Revenue for the year ended December 31, 2013 increased $74.8 million or 26.7% over the comparable
unaudited twelve month period ended December
31, 2012. Revenue from MSM was $35.9
million of the increase, while revenue from the remainder of
the operations increased $38.9
million or 14.4%. Revenue for the quarter ended December 31, 2013 increased $8.3 million or 9.7% over the comparable
unaudited three month period ended December
31, 2012.
In the Canadian segment, revenue for the year
was $175.6 million, an increase of
$46.8 million or 36.3% over the
comparable twelve month period. Revenue from MSM was $18.7 million of the increase, while revenue from
the remainder of the segment increased $28.1
million or 22.7%. Revenue for the quarter was $50.3 million, an increase of $8.1 million or 19.1% over the comparable
unaudited three month period.
In the US segment, revenue for the year ended
December 31, 2013 was $183.3 million, an increase of $30.6 million or 20.0% over the comparable twelve
month period. Revenue from MSM was $19.2
million of the increase, while revenue from the remainder of
the segment increased $11.4 million
or 7.8%. Revenue for the quarter was $44.6
million, an increase of $0.7
million or 1.7% over the comparable unaudited three month
period.
Gross margin for the year ended December 31, 2013 increased $10.4 million or 27.8% over the comparable
unaudited twelve month period. MSM contributed $7.0 million of the increase, while gross margin
from the rest of the operations grew $3.4
million or 9.8%. Gross margin for the quarter increased
$1.1 million or 8.6% over the
comparable unaudited three month period.
"Wheels produced solid results in 2013. This
included strong organic growth with positive contributions from our
acquisitions, Wheels MSM and BBL," said Doug Tozer, Wheels Chief Executive Officer. "We
continued to invest in the business to further enhance our service
offerings and sales capabilities. Even with this investment,
adjusted EBITDA for the year increased significantly over the prior
year. We made management changes in the fourth quarter to
streamline our operations and better align Wheels' business units
to support our continued growth."
Adjusted EBITDA
The term adjusted EBITDA is used to describe
earnings before any deduction for income taxes, net finance cost,
depreciation, amortization, one-time non-recurring expenses,
discontinued operations overhead adjustment and share-based
compensation. EBITDA and adjusted EBITDA are metrics used by many
investors and analysts to compare organizations on the basis of
ability to generate cash from operations. Management considers
adjusted EBITDA (as defined) to be an indirect measure of operating
cash flows, which is a significant indicator of the success of any
business. EBITDA and adjusted EBITDA are not intended to be
representative of cash flow from operations or results of
operations determined in accordance with IFRS.

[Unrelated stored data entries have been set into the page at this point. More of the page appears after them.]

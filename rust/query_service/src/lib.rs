// src/lib.rs

pub mod loader;
pub mod models;

pub use loader::{LoaderError, PriceLoader, DEFAULT_BASE_URL};
// src/catalog.rs

use chrono::NaiveDate;
use lazy_static::lazy_static;
use std::collections::HashMap;

use crate::raw::{Field, Ticker};

pub const DEFAULT_TICKERS: [&str; 9] = [
    "AAPL", "MSFT", "GOOGL", "META", "TSLA", "LLY", "NVDA", "AVGO", "QQQ",
];

pub const DEFAULT_START_DATE: &str = "2022-01-01";

// Metric menus of the dashboard
pub const SELECTABLE_METRICS: [Field; 6] = Field::ALL;
pub const HEATMAP_METRICS: [Field; 4] = [Field::AdjClose, Field::Open, Field::High, Field::Low];
pub const CORRELATION_METRICS: [Field; 5] = [
    Field::AdjClose,
    Field::Volume,
    Field::Open,
    Field::High,
    Field::Low,
];

lazy_static! {
    pub static ref COMPANY_NAMES: HashMap<&'static str, &'static str> = {
        let mut m = HashMap::new();
        m.insert("AAPL", "Apple");
        m.insert("MSFT", "Microsoft");
        m.insert("GOOGL", "Alphabet");
        m.insert("META", "Meta Platforms");
        m.insert("TSLA", "Tesla");
        m.insert("LLY", "Eli Lilly");
        m.insert("NVDA", "NVIDIA");
        m.insert("AVGO", "Broadcom");
        m.insert("QQQ", "Invesco QQQ");
        m
    };
}

pub fn company_name(ticker: &Ticker) -> Option<&'static str> {
    COMPANY_NAMES.get(ticker.as_str()).copied()
}

pub fn default_tickers() -> Vec<Ticker> {
    DEFAULT_TICKERS
        .iter()
        .filter_map(|symbol| Ticker::new(*symbol).ok())
        .collect()
}

pub fn default_start_date() -> Option<NaiveDate> {
    NaiveDate::parse_from_str(DEFAULT_START_DATE, "%Y-%m-%d").ok()
}


#[cfg(test)]
mod tests {
    use super::*;

    #[test]
    fn test_every_default_ticker_has_a_name() {
        let tickers = default_tickers();
        assert_eq!(tickers.len(), DEFAULT_TICKERS.len());
        for ticker in &tickers {
            assert!(company_name(ticker).is_some(), "missing name for {}", ticker);
        }
        assert_eq!(company_name(&Ticker::new("QQQ").unwrap()), Some("Invesco QQQ"));
        assert_eq!(company_name(&Ticker::new("IBM").unwrap()), None);
    }

    #[test]
    fn test_default_start_date() {
        assert_eq!(default_start_date(), NaiveDate::from_ymd_opt(2022, 1, 1));
    }
}
// src/lib.rs

pub mod aggregator;
pub mod catalog;
pub mod correlation;
pub mod error;
pub mod frame;
pub mod normalizer;
pub mod raw;
pub mod session;
pub mod views;

pub use aggregator::{aggregate_monthly, MonthKeyed, MonthlyTable, YearMonth};
pub use correlation::{correlate, correlate_field, pearson, CorrelationMatrix, CorrelationOutcome};
pub use error::FrameError;
pub use normalizer::{normalize, Absence, ColumnKey, ColumnMap, NormalizedTable};
pub use raw::{Field, Observation, RawSeries, Ticker};
pub use session::DashboardData;
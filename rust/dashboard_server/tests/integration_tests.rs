// tests/integration_tests.rs

use actix_web::{http::StatusCode, test, web, App};
use chrono::NaiveDate;
use dashboard_server::configure;
use serde_json::Value;
use stock_frames::{DashboardData, Field, Observation, RawSeries, Ticker};

fn date(month: u32, day: u32) -> NaiveDate {
    NaiveDate::from_ymd_opt(2022, month, day).unwrap()
}

fn ticker(symbol: &str) -> Ticker {
    Ticker::new(symbol).unwrap()
}

// AAPL and MSFT over a few days in January and February; TSLA failed to download
fn dashboard_data() -> DashboardData {
    let days = [date(1, 3), date(1, 4), date(1, 5), date(2, 1), date(2, 2)];
    let mut raw = RawSeries::new(vec![ticker("AAPL"), ticker("MSFT"), ticker("TSLA")]);

    let series = |values: [f64; 5]| -> Vec<Observation> {
        days.iter()
            .zip(values)
            .map(|(d, v)| Observation::new(*d, v))
            .collect()
    };

    raw.insert(ticker("AAPL"), Field::Close, series([182.0, 179.7, 174.9, 174.6, 175.8]))
        .unwrap();
    raw.insert(ticker("AAPL"), Field::Volume, series([104.0, 99.0, 94.0, 86.0, 84.0]))
        .unwrap();
    raw.insert(ticker("MSFT"), Field::Close, series([334.7, 329.0, 316.4, 310.9, 315.0]))
        .unwrap();
    raw.insert(ticker("MSFT"), Field::Volume, series([28.0, 32.0, 40.0, 40.5, 36.6]))
        .unwrap();
    raw.record_failure(ticker("TSLA"), "No data found, symbol may be delisted");

    DashboardData::from_raw(&raw)
}

macro_rules! app {
    () => {
        test::init_service(
            App::new()
                .app_data(web::Data::new(dashboard_data()))
                .configure(configure),
        )
        .await
    };
}

async fn get_json(uri: &str) -> (StatusCode, Value) {
    let app = app!();
    let req = test::TestRequest::get().uri(uri).to_request();
    let resp = test::call_service(&app, req).await;
    let status = resp.status();
    let body: Value = test::read_body_json(resp).await;
    (status, body)
}

#[actix_rt::test]
async fn test_health_check() {
    let app = app!();
    let req = test::TestRequest::get().uri("/health").to_request();
    let resp = test::call_service(&app, req).await;

    assert!(resp.status().is_success());
    assert_eq!(test::read_body(resp).await, "OK");
}

#[actix_rt::test]
async fn test_tickers_lists_companies_and_absences() {
    let (status, body) = get_json("/api/tickers").await;

    assert_eq!(status, StatusCode::OK);
    assert_eq!(body["success"], true);

    let companies = body["data"]["companies"].as_array().unwrap();
    assert_eq!(companies.len(), 2);
    assert_eq!(companies[0]["ticker"], "AAPL");
    assert_eq!(companies[0]["name"], "Apple");

    let absences = body["data"]["absences"].as_array().unwrap();
    assert!(absences.iter().any(|a| a["ticker"] == "TSLA"));
}

#[actix_rt::test]
async fn test_metrics_catalog() {
    let (status, body) = get_json("/api/metrics").await;

    assert_eq!(status, StatusCode::OK);
    assert_eq!(body["data"]["selectable"].as_array().unwrap().len(), 6);
    assert_eq!(body["data"]["heatmap"][0], "Adj Close");
    assert_eq!(body["data"]["correlation"][1], "Volume");
}

#[actix_rt::test]
async fn test_series_for_present_column() {
    let (status, body) = get_json("/api/series?ticker=AAPL&metric=Close").await;

    assert_eq!(status, StatusCode::OK);
    assert_eq!(body["data"]["title"], "Close Over Time for AAPL");
    assert_eq!(body["data"]["dates"].as_array().unwrap().len(), 5);
    assert_eq!(body["data"]["values"][0], 182.0);
}

#[actix_rt::test]
async fn test_series_missing_column_is_not_found() {
    let (status, body) = get_json("/api/series?ticker=TSLA&metric=Close").await;

    assert_eq!(status, StatusCode::NOT_FOUND);
    assert_eq!(body["success"], false);
    assert!(body["data"].is_null());
}

#[actix_rt::test]
async fn test_series_unknown_metric_is_bad_request() {
    let (status, body) = get_json("/api/series?ticker=AAPL&metric=Price").await;

    assert_eq!(status, StatusCode::BAD_REQUEST);
    assert_eq!(body["success"], false);

    let (status, _) = get_json("/api/series?ticker=AA_PL&metric=Close").await;
    assert_eq!(status, StatusCode::BAD_REQUEST);
}

#[actix_rt::test]
async fn test_scatter_pairs_fields() {
    let (status, body) = get_json("/api/scatter?ticker=MSFT&x=Volume&y=Close").await;

    assert_eq!(status, StatusCode::OK);
    assert_eq!(body["data"]["title"], "Volume vs Close for MSFT");
    assert_eq!(body["data"]["points"].as_array().unwrap().len(), 5);
}

#[actix_rt::test]
async fn test_monthly_heatmap() {
    let (status, body) = get_json("/api/heatmap/monthly?metric=Close").await;

    assert_eq!(status, StatusCode::OK);
    assert_eq!(body["data"]["x_labels"], serde_json::json!(["2022-01", "2022-02"]));
    assert_eq!(body["data"]["y_labels"], serde_json::json!(["AAPL", "MSFT"]));

    let (status, _) = get_json("/api/heatmap/monthly?metric=Open").await;
    assert_eq!(status, StatusCode::NOT_FOUND);
}

#[actix_rt::test]
async fn test_correlation_matrix() {
    let (status, body) = get_json("/api/correlation?metric=Close").await;

    assert_eq!(status, StatusCode::OK);
    assert_eq!(body["data"]["title"], "Correlation Heatmap (Close)");

    let cells = body["data"]["cells"].as_array().unwrap();
    assert_eq!(cells.len(), 2);
    assert_eq!(cells[0][0]["value"], 1.0);
    assert_eq!(cells[0][1]["value"], cells[1][0]["value"]);
}

#[actix_rt::test]
async fn test_correlation_unknown_metric() {
    let (status, body) = get_json("/api/correlation?metric=Volumne").await;

    assert_eq!(status, StatusCode::NOT_FOUND);
    assert_eq!(
        body["message"],
        "No data available for the selected metric: Volumne"
    );
}

#[actix_rt::test]
async fn test_table_csv_export() {
    let app = app!();
    let req = test::TestRequest::get().uri("/api/table.csv").to_request();
    let resp = test::call_service(&app, req).await;

    assert!(resp.status().is_success());
    assert_eq!(
        resp.headers().get("content-type").unwrap().to_str().unwrap(),
        "text/csv"
    );

    let body = test::read_body(resp).await;
    let text = std::str::from_utf8(&body).unwrap();
    let header = text.lines().next().unwrap();
    assert_eq!(header, "Date,Close_AAPL,Close_MSFT,Volume_AAPL,Volume_MSFT");
    assert_eq!(text.lines().count(), 6);
}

EBITDA and adjusted EBITDA are not recognized
measures under IFRS. Wheels' method of calculating EBITDA and
adjusted EBITDA may differ from methods used by other companies,
and accordingly may not be comparable to similar measures presented
by other companies.
The financial statements and related
Management's Discussion and Analysis will be available on the
Company's website at www.wheelsgroup.com and on SEDAR at
www.sedar.com.
Caution Regarding Forward-Looking
Statements
Certain statements contained in this news
release constitute forward-looking statements within the meaning of
Canadian securities laws. Forward-looking statements can be
generally identified by the use of words such as "anticipate",
"continue", "estimate", "expect", "expected", "intend", "may",
"will", "project", "plan", "should", "believe", and similar
expressions. Specifically, forward looking statements in this news
release include statements respecting certain future expectations
about: prices and demand for services and capital expenditures.

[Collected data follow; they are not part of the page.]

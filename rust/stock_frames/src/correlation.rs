// src/correlation.rs

use ndarray::Array2;
use tracing::debug;

use crate::normalizer::NormalizedTable;
use crate::raw::{Field, Ticker};

/// Pairwise Pearson correlation between the tickers of one field.
///
/// Undefined cells (too few overlapping rows, constant series) are stored as
/// NaN and surface as `None` through [`CorrelationMatrix::get`].
#[derive(Debug, Clone)]
pub struct CorrelationMatrix {
    field: Field,
    tickers: Vec<Ticker>,
    values: Array2<f64>,
}

impl CorrelationMatrix {
    pub fn field(&self) -> Field {
        self.field
    }

    pub fn tickers(&self) -> &[Ticker] {
        &self.tickers
    }

    pub fn dim(&self) -> usize {
        self.tickers.len()
    }

    pub fn values(&self) -> &Array2<f64> {
        &self.values
    }

    pub fn get(&self, row: usize, col: usize) -> Option<f64> {
        self.values
            .get((row, col))
            .copied()
            .filter(|value| !value.is_nan())
    }

    pub fn between(&self, a: &Ticker, b: &Ticker) -> Option<f64> {
        let row = self.tickers.iter().position(|t| t == a)?;
        let col = self.tickers.iter().position(|t| t == b)?;
        self.get(row, col)
    }

    pub fn rows(&self) -> Vec<Vec<Option<f64>>> {
        (0..self.dim())
            .map(|row| (0..self.dim()).map(|col| self.get(row, col)).collect())
            .collect()
    }
}

// Undefined cells compare equal to each other
impl PartialEq for CorrelationMatrix {
    fn eq(&self, other: &Self) -> bool {
        self.field == other.field
            && self.tickers == other.tickers
            && self.values.shape() == other.values.shape()
            && self
                .values
                .iter()
                .zip(other.values.iter())
                .all(|(a, b)| a == b || (a.is_nan() && b.is_nan()))
    }
}

#[derive(Debug, Clone, PartialEq)]
pub enum CorrelationOutcome {
    Matrix(CorrelationMatrix),
    /// No column of the table matches the requested field.
    NoData { field: String },
}

impl CorrelationOutcome {
    pub fn matrix(&self) -> Option<&CorrelationMatrix> {
        match self {
            CorrelationOutcome::Matrix(matrix) => Some(matrix),
            CorrelationOutcome::NoData { .. } => None,
        }
    }

    pub fn is_no_data(&self) -> bool {
        matches!(self, CorrelationOutcome::NoData { .. })
    }
}

/// Correlates every `{field}_*` column of the table. Unknown field names
/// behave like fields with no columns.
pub fn correlate(table: &NormalizedTable, field: &str) -> CorrelationOutcome {
    match field.parse::<Field>() {
        Ok(parsed) => correlate_field(table, parsed),
        Err(_) => {
            debug!(field, "correlation requested for unknown field");
            CorrelationOutcome::NoData {
                field: field.to_string(),
            }
        }
    }
}

pub fn correlate_field(table: &NormalizedTable, field: Field) -> CorrelationOutcome {
    let columns: Vec<(Ticker, &[Option<f64>])> = table
        .columns_for(field)
        .map(|(key, values)| (key.ticker.clone(), values))
        .collect();

    if columns.is_empty() {
        return CorrelationOutcome::NoData {
            field: field.label().to_string(),
        };
    }

    let n = columns.len();
    let mut values = Array2::from_elem((n, n), f64::NAN);

    // Upper triangle only, mirrored, so the matrix is exactly symmetric
    for i in 0..n {
        if varies(columns[i].1) {
            values[[i, i]] = 1.0;
        }
        for j in (i + 1)..n {
            let r = pearson(columns[i].1, columns[j].1).unwrap_or(f64::NAN);
            values[[i, j]] = r;
            values[[j, i]] = r;
        }
    }

    debug!(field = %field, tickers = n, "computed correlation matrix");

    CorrelationOutcome::Matrix(CorrelationMatrix {
        field,
        tickers: columns.into_iter().map(|(ticker, _)| ticker).collect(),
        values,
    })
}

/// Pearson correlation over the rows where both series have a value.
///
/// Returns `None` with fewer than two such rows or when either side is
/// constant over them.
pub fn pearson(x: &[Option<f64>], y: &[Option<f64>]) -> Option<f64> {
    let pairs: Vec<(f64, f64)> = x
        .iter()
        .zip(y.iter())
        .filter_map(|(a, b)| Some(((*a)?, (*b)?)))
        .collect();

    let (first_x, first_y) = *pairs.first()?;
    if pairs.len() < 2
        || pairs.iter().all(|(a, _)| *a == first_x)
        || pairs.iter().all(|(_, b)| *b == first_y)
    {
        return None;
    }

    let n = pairs.len() as f64;
    let mean_x = pairs.iter().map(|(a, _)| a).sum::<f64>() / n;
    let mean_y = pairs.iter().map(|(_, b)| b).sum::<f64>() / n;

    let mut cov = 0.0;
    let mut var_x = 0.0;
    let mut var_y = 0.0;
    for (a, b) in &pairs {
        let dx = a - mean_x;
        let dy = b - mean_y;
        cov += dx * dy;
        var_x += dx * dx;
        var_y += dy * dy;
    }

    if var_x <= 0.0 || var_y <= 0.0 {
        return None;
    }

    Some((cov / (var_x.sqrt() * var_y.sqrt())).clamp(-1.0, 1.0))
}

fn varies(values: &[Option<f64>]) -> bool {
    let mut present = values.iter().flatten();
    match present.next() {
        Some(first) => present.any(|value| value != first),
        None => false,
    }
}
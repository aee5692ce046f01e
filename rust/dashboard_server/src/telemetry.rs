// src/telemetry.rs

use tracing_subscriber::EnvFilter;

/// Installs the global fmt subscriber. `RUST_LOG` wins over `default_level`.
pub fn init_tracing(default_level: &str) {
    let filter =
        EnvFilter::try_from_default_env().unwrap_or_else(|_| EnvFilter::new(default_level));

    // A subscriber may already be installed (tests); keep the existing one
    let _ = tracing_subscriber::fmt()
        .with_env_filter(filter)
        .with_target(true)
        .try_init();
}
impl ScalingDelta {
    pub fn new(operation: DeltaOperation) -> Self {
        Self {
            operation,
            value: None,
            dice: None,
            target_effect_id: None,
            condition: None,
        }
    }

    pub fn flat_damage(value: i32) -> Self {
        Self::new(DeltaOperation::AddFlatDamage).with_value(value)
    }

    pub fn dice(count: u32, faces: u32) -> Self {
        Self {
            dice: Some(DiceDelta { count, faces }),
            ..Self::new(DeltaOperation::AddDice)
        }
    }

    pub fn condition(condition: impl Into<String>) -> Self {
        Self {
            condition: Some(condition.into()),
            ..Self::new(DeltaOperation::AddCondition)
        }
    }

    pub fn with_value(mut self, value: i32) -> Self {
        self.value = Some(value);
        self
    }

    pub fn with_target(mut self, id: impl Into<NodeId>) -> Self {
        self.target_effect_id = Some(id.into());
        self
    }
}

/// Mana state of the caster.
#[derive(Debug, Clone, Copy, PartialEq, Eq, Default, Serialize, Deserialize)]
#[serde(rename_all = "camelCase")]
pub struct CasterState {
    pub current_mana: u32,
    pub highest_unlocked_spell_tier: u32,
}

impl CasterState {
    pub fn new(current_mana: u32, highest_unlocked_spell_tier: u32) -> Self {
        Self {
            current_mana,
            highest_unlocked_spell_tier,
        }
    }

    pub fn of(actor: &dyn ActorDocument) -> Self {
        Self::new(actor.current_mana(), actor.highest_unlocked_spell_tier())
    }
}

/// What the caster asked for.
#[derive(Debug, Clone, Copy, PartialEq, Eq, Serialize, Deserialize)]
#[serde(rename_all = "camelCase")]
pub struct UpcastRequest {
    pub mana_to_spend: u32,
    #[serde(default, skip_serializing_if = "Option::is_none")]
    pub choice_index: Option<usize>,
}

These statements involve known and unknown risks, uncertainties and
other factors that may cause actual results or events to differ
materially from those anticipated in such forward-looking
statements for a variety of reasons, including without limitation
the risks and uncertainties detailed under the "RISK FACTORS"

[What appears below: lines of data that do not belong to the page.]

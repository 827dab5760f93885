//! Activation data and the host documents it is read from.
//!
//! The host (a virtual tabletop document store) owns items and actors. This
//! crate only reads them: an item's `system.activation` carries the effect
//! tree plus targeting, area and duration blocks that upcasting can scale.
//! Fields this crate does not model are kept verbatim in `extra`.

use crate::node::EffectNode;
use crate::upcast::SpellScaling;
use serde::{Deserialize, Serialize};
use serde_json::{Map, Value};

/// Everything an ability does when activated.
#[derive(Debug, Clone, PartialEq, Default, Serialize, Deserialize)]
#[serde(rename_all = "camelCase")]
pub struct ActivationData {
    #[serde(default)]
    pub effects: Vec<EffectNode>,
    #[serde(default, skip_serializing_if = "Option::is_none")]
    pub targets: Option<Targets>,
    #[serde(default, skip_serializing_if = "Option::is_none")]
    pub template: Option<AreaTemplate>,
    #[serde(default, skip_serializing_if = "Option::is_none")]
    pub duration: Option<ActivationDuration>,
    #[serde(flatten)]
    pub extra: Map<String, Value>,
}

impl ActivationData {
    pub fn new(effects: Vec<EffectNode>) -> Self {
        Self {
            effects,
            ..Self::default()
        }
    }

    pub fn with_targets(mut self, targets: Targets) -> Self {
        self.targets = Some(targets);
        self
    }

    pub fn with_template(mut self, template: AreaTemplate) -> Self {
        self.template = Some(template);
        self
    }

    pub fn with_duration(mut self, duration: ActivationDuration) -> Self {
        self.duration = Some(duration);
        self
    }
}

#[derive(Debug, Clone, PartialEq, Default, Serialize, Deserialize)]
#[serde(rename_all = "camelCase")]
pub struct Targets {
    #[serde(default, skip_serializing_if = "Option::is_none")]
    pub count: Option<u32>,
    /// Reach or range, in spaces.
    #[serde(default, skip_serializing_if = "Option::is_none")]
    pub distance: Option<u32>,
    #[serde(flatten)]
    pub extra: Map<String, Value>,
}

#[derive(Debug, Clone, PartialEq, Default, Serialize, Deserialize)]
#[serde(rename_all = "camelCase")]
pub struct AreaTemplate {
    #[serde(default, skip_serializing_if = "Option::is_none")]
    pub shape: Option<String>,
    #[serde(default, skip_serializing_if = "Option::is_none")]
    pub radius: Option<u32>,
    #[serde(default, skip_serializing_if = "Option::is_none")]
    pub length: Option<u32>,
    #[serde(default, skip_serializing_if = "Option::is_none")]
    pub width: Option<u32>,
    #[serde(flatten)]
    pub extra: Map<String, Value>,
}

#[derive(Debug, Clone, PartialEq, Default, Serialize, Deserialize)]
#[serde(rename_all = "camelCase")]
pub struct ActivationDuration {
    #[serde(default, skip_serializing_if = "Option::is_none")]
    pub quantity: Option<u32>,
    #[serde(default, skip_serializing_if = "Option::is_none")]
    pub unit: Option<String>,
    #[serde(flatten)]
    pub extra: Map<String, Value>,
}

/// Kind of item document.
#[derive(Debug, Clone, Copy, PartialEq, Eq, Hash, Serialize, Deserialize)]
#[serde(rename_all = "camelCase")]
pub enum ItemType {
    Spell,
    Feature,
    MonsterFeature,
    Object,
    Ancestry,
    Background,
    Boon,
    Class,
    Subclass,
    #[serde(other)]
    Other,
}

impl ItemType {
    /// Character-origin documents that describe a character rather than an action.
    pub fn origin_types() -> Vec<ItemType> {
        vec![
            ItemType::Ancestry,
            ItemType::Background,
            ItemType::Boon,
            ItemType::Class,
            ItemType::Subclass,
        ]
    }
}

#[derive(Debug, Clone, PartialEq, Default, Serialize, Deserialize)]
#[serde(rename_all = "camelCase")]
pub struct ItemSystem {
    /// Spell tier; 0 for cantrips and non-spell items.
    #[serde(default)]
    pub tier: u32,
    #[serde(default, skip_serializing_if = "Option::is_none")]
    pub scaling: Option<SpellScaling>,
    #[serde(default)]
    pub activation: ActivationData,
}

/// Read-only view of an item document.
#[derive(Debug, Clone, PartialEq, Serialize, Deserialize)]
#[serde(rename_all = "camelCase")]
pub struct ItemDocument {
    pub name: String,
    #[serde(rename = "type")]
    pub item_type: ItemType,
    #[serde(default)]
    pub system: ItemSystem,
}

impl ItemDocument {
    pub fn new(name: impl Into<String>, item_type: ItemType, activation: ActivationData) -> Self {
        Self {
            name: name.into(),
            item_type,
            system: ItemSystem {
                activation,
                ..ItemSystem::default()
            },
        }
    }

    /// A spell of `tier` with optional scaling.
    pub fn spell(
        name: impl Into<String>,
        tier: u32,
        scaling: Option<SpellScaling>,
        activation: ActivationData,
    ) -> Self {
        Self {
            name: name.into(),
            item_type: ItemType::Spell,
            system: ItemSystem {
                tier,
                scaling,
                activation,
            },
        }
    }
}

/// Read-only accessors the engine needs from the activating actor.
pub trait ActorDocument: Send + Sync {
    /// Data used to resolve `@` references in formulas.
    fn roll_data(&self) -> Value;

    fn current_mana(&self) -> u32;

    fn highest_unlocked_spell_tier(&self) -> u32;

    /// Formula for this actor's saving throw of `save` (e.g. `"dexterity"`).
    fn saving_throw_formula(&self, save: &str, roll_mode: i32) -> Option<String>;
}

#[cfg(test)]
mod tests {
    use super::*;
    use serde_json::json;

    #[test]
    fn test_unknown_activation_fields_survive() {
        let value = json!({
            "effects": [],
            "targets": { "count": 2, "restrictions": "enemies" },
            "cost": { "quantity": 1, "type": "action" },
            "acquireTargetsFromTemplate": true
        });

        let activation: ActivationData = serde_json::from_value(value.clone()).unwrap();
        assert_eq!(activation.targets.as_ref().unwrap().count, Some(2));
        assert_eq!(activation.extra["acquireTargetsFromTemplate"], true);
        assert_eq!(serde_json::to_value(&activation).unwrap(), value);
    }

    #[test]
    fn test_item_document_json() {
        let value = json!({
            "name": "Heroic Origin",
            "type": "background",
            "system": {}
        });
        let item: ItemDocument = serde_json::from_value(value).unwrap();
        assert_eq!(item.item_type, ItemType::Background);
        assert!(ItemType::origin_types().contains(&item.item_type));
        assert!(item.system.activation.effects.is_empty());

        let other: ItemDocument =
            serde_json::from_value(json!({ "name": "Odd", "type": "relic" })).unwrap();
        assert_eq!(other.item_type, ItemType::Other);
    }
}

section of the Company's latest Annual Information Form and the
"RISKS AND UNCERTAINTIES" section of the Company's most recent
Management's Discussion and Analysis.
Although the Company believes the expectations
reflected in these forward-looking statements and the assumptions
upon which they are based are reasonable, no assurance can be given
that actual results may be consistent with such forward-looking
statements, and they should not be unduly relied upon. With respect
to the forward-looking statements contained in this news release,
the Company has made assumptions regarding: there being no
significant disruptions affecting the Company's operations whether
due to labour disruptions, power disruptions, transportation
disruptions, damage to equipment, adverse weather conditions or
otherwise, the ability of the Company to obtain equipment,
transportation, services and supplies in a timely manner to carry
out its activities and at prices consistent with current levels or
in line with the Company's expectations, the ability of the Company
to respond to competitive pressures in the marketplace, including
the entry of new competitors, direct marketing efforts by railroads
or marketing efforts of asset-based carriers, the ability of the
Company to successfully protect its data from cyber-attack, the
ability of the Company to maintain or enhance its information
technology systems, fuel shortages or fluctuations in fuel prices,
the ability of the Company to access tax losses and tax attributes,
the ability of the Company to obtain financing on acceptable terms,
currency, exchange and interest rates being consistent with current
levels or in line with the Company's expectations, and global
economic performance, including the financial condition of its
customers, particularly, in the retail, consumer products and
durable goods sectors.
The Company disclaims any intention or
obligation to update any forward-looking statement even if new
information becomes available, as a result of future events or for
any other reason. The forward-looking statements contained herein
are expressly qualified in their entirety by this cautionary
statement.
Further information can be found in the
disclosure documents filed by Wheels Group Inc. with the securities
regulatory authorities, available under the profile of the Company
at www.sedar.com.
About Wheels
Founded in 1988, Wheels is a leading North
American third party logistics (3PL), supply chain logistics
provider. As a non-asset provider, the Company develops advanced
supply chain solutions delivered through its qualified partner
network of over 6,000 truck, rail, air and ocean carriers. Wheels
serves consumer goods, food and beverage, manufacturing and retail
clients through 26 offices throughout Canada and the US. Wheels has been named one
of Canada's Best Managed Companies
since 1997, Platinum since 2003. Wheels has been named one of
North America's Top 100 3PL
Companies and one of the Top 100 Food 3PL's.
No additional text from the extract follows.